Microfluidic flow condition of the biofluid sample with CA-125 antigens
To understand the sensitivity variation due to the microfluidic flow, a biofluid sample with the exact same composition to the static drop condition was passed through the microchannel at a constant flow rate (0.2 μl/s) over the sensing platform. The capacitance values were measured during the antigen–antibody interaction when the biofluid was flowing in the microchannel. The capacitance measurement in the microfluidic flow condition during CA-125 antigen–antibody interaction was measured as 807.30 pF at 10 kHz frequency and gradually decreased to 234.51 pF at 100 kHz frequency as shown in Fig. 13. The capacitance measurement during the CA-125 antigen–antibody interaction has decreased from 822.93 pF for the static drop condition to 342.18 pF at 10 kHz for the microfluidic flow condition as shown in Fig. 13.
The capacitance was recorded from the highest value of 807.30 pF to the lowest value of 234.51 pF within the frequency range from 10 to 100 kHz during the flow of the antigen solution in the microchannel. The tight confinement of the microfluidic flow exerts high surface shear stress which impact the stabilization of the antibodies that are bonded to the sensing platform [37, 38]. The shear forces applied by the fluid on the antibodies that are bonded to the electrode sensing platform in the microchannel induce mechanical breakage of the weak bonds of the antibodies with the electrode [39,40,41]. The breakage of bonds of the antibodies with the sensing surface could influence the stability of the immobilization of antibodies. So due to the existence of shear in the microfluidic flow condition, the stability of the CA-125 antibody would be significantly lower, which could directly influence the sensitivity. So due to lack of any shear in ‘static’ condition, the stability of the CA-125 antibody was significantly higher and directly enhanced the sensitivity.
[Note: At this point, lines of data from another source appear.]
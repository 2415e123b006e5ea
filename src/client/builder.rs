use std::sync::Arc;
use std::time::Duration;

use crate::client::Client;
use crate::transport::hyper::{HyperTransport, HyperTransportConfig};
use crate::transport::Transport;

/// Client configuration.
#[derive(Debug, Clone)]
#[non_exhaustive]
pub struct Config {
    /// Prefix of generated request identifiers, which render as `<prefix>-<n>`.
    pub id_prefix: String,

    /// How often to check whether in-flight requests have drained, when
    /// cancelling all requests or shutting down.
    pub poll_interval: Duration,

    /// How long to wait for in-flight requests to drain after cancelling them,
    /// before abandoning them. `None` waits forever.
    pub shutdown_timeout: Option<Duration>,
}

impl Default for Config {
    fn default() -> Self {
        Self {
            id_prefix: "WI".into(),
            poll_interval: Duration::from_millis(100),
            shutdown_timeout: Some(Duration::from_secs(30)),
        }
    }
}

/// A builder for a [`Client`].
#[derive(Debug)]
pub struct Builder<T> {
    transport: T,
    config: Config,
}

impl Builder<()> {
    /// Create a new builder without a transport.
    pub fn new() -> Self {
        Self {
            transport: (),
            config: Config::default(),
        }
    }
}

impl Default for Builder<HyperTransport> {
    fn default() -> Self {
        Builder::new().with_hyper(HyperTransportConfig::default())
    }
}

impl<T> Builder<T> {
    /// Use the hyper transport, driven on the current tokio runtime.
    ///
    /// Outside of a tokio runtime the transport session does not open, and
    /// every request is answered as aborted.
    pub fn with_hyper(self, config: HyperTransportConfig) -> Builder<HyperTransport> {
        self.with_transport(HyperTransport::new(config))
    }

    /// Provide a custom transport.
    pub fn with_transport<T2>(self, transport: T2) -> Builder<T2> {
        Builder {
            transport,
            config: self.config,
        }
    }

    /// Borrow the transport.
    pub fn transport(&mut self) -> &mut T {
        &mut self.transport
    }

    /// Replace the whole configuration.
    pub fn with_config(mut self, config: Config) -> Self {
        self.config = config;
        self
    }

    /// Borrow the configuration.
    pub fn config(&mut self) -> &mut Config {
        &mut self.config
    }

    /// Set the prefix of generated request identifiers.
    pub fn with_id_prefix(mut self, prefix: impl Into<String>) -> Self {
        self.config.id_prefix = prefix.into();
        self
    }

    /// Set the interval at which draining is checked.
    pub fn with_poll_interval(mut self, interval: Duration) -> Self {
        self.config.poll_interval = interval;
        self
    }

    /// Abandon requests still in flight `timeout` after shutdown cancelled them.
    pub fn with_shutdown_timeout(mut self, timeout: Duration) -> Self {
        self.config.shutdown_timeout = Some(timeout);
        self
    }

    /// Wait for every in-flight request to drain at shutdown, however long it takes.
    pub fn without_shutdown_timeout(mut self) -> Self {
        self.config.shutdown_timeout = None;
        self
    }
}

impl<T> Builder<T>
where
    T: Transport,
{
    /// Build a client.
    pub fn build(self) -> Client<T> {
        Client::from_parts(Arc::new(self.transport), self.config)
    }
}

#[cfg(test)]
mod tests {
    use super::*;
    use crate::transport::mock::MockTransport;

    #[test]
    fn defaults() {
        let config = Config::default();
        assert_eq!(config.id_prefix, "WI");
        assert_eq!(config.poll_interval, Duration::from_millis(100));
        assert_eq!(config.shutdown_timeout, Some(Duration::from_secs(30)));
    }

    #[test]
    fn builder_overrides() {
        let client = Builder::new()
            .with_transport(MockTransport::new())
            .with_id_prefix("EV")
            .with_poll_interval(Duration::from_millis(5))
            .without_shutdown_timeout()
            .build();

        assert_eq!(client.config().id_prefix, "EV");
        assert_eq!(client.config().poll_interval, Duration::from_millis(5));
        assert_eq!(client.config().shutdown_timeout, None);
        assert_eq!(client.create_request().id().as_str(), "EV-1");
    }
}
Capacitance variation during CA-125 antigen antibody interaction at different conditions (at 20 kHz frequency)
Figure 14 shows the change in the capacitance of antigen–antibody interaction at different conditions of the sensing platform (plain interdigitated electrodes and gold layered interdigitated electrodes) and different flow conditions (static drop condition and microfluidic flow condition) at 20 kHz frequency.
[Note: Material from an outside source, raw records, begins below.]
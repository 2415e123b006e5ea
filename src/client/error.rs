use thiserror::Error;

use crate::request::RequestId;

/// Client error type.
///
/// These are logic errors of the client itself. Failures of a request are
/// never errors: they are reported through the request's
/// [`Outcome`](crate::Outcome).
#[derive(Debug, Error)]
#[non_exhaustive]
pub enum Error {
    /// A request with this identifier is already in flight.
    #[error("request {0} is already in flight")]
    DuplicateRequest(RequestId),

    /// The request was dropped without producing a response.
    #[error("request dropped without a response")]
    Dropped,
}

#[cfg(test)]
mod tests {

    use super::*;

    use static_assertions::assert_impl_all;

    use crate::BoxError;

    assert_impl_all!(Error: std::error::Error, Send, Sync, Into<BoxError>);

    #[test]
    fn display() {
        let error = Error::DuplicateRequest("WI-3".into());
        assert_eq!(error.to_string(), "request WI-3 is already in flight");
    }
}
As shown in Fig. 14, the change in the capacitance from the static drop condition to microfluidic condition for plain electrode is 54.95 pF and for gold nanoparticle coated electrodes is 217.85 pF. As explained in the earlier sections, the gold nano particles (GNPs) coated electrodes has the higher sensing signal than the plain electrodes due to the enhanced antibodies immobilization on the gold nano particles with the high surface to volume ratio and orientation freedom. Also, GNPs has the higher resistance to shear flow than plain interdigitated electrodes for microchannel flow.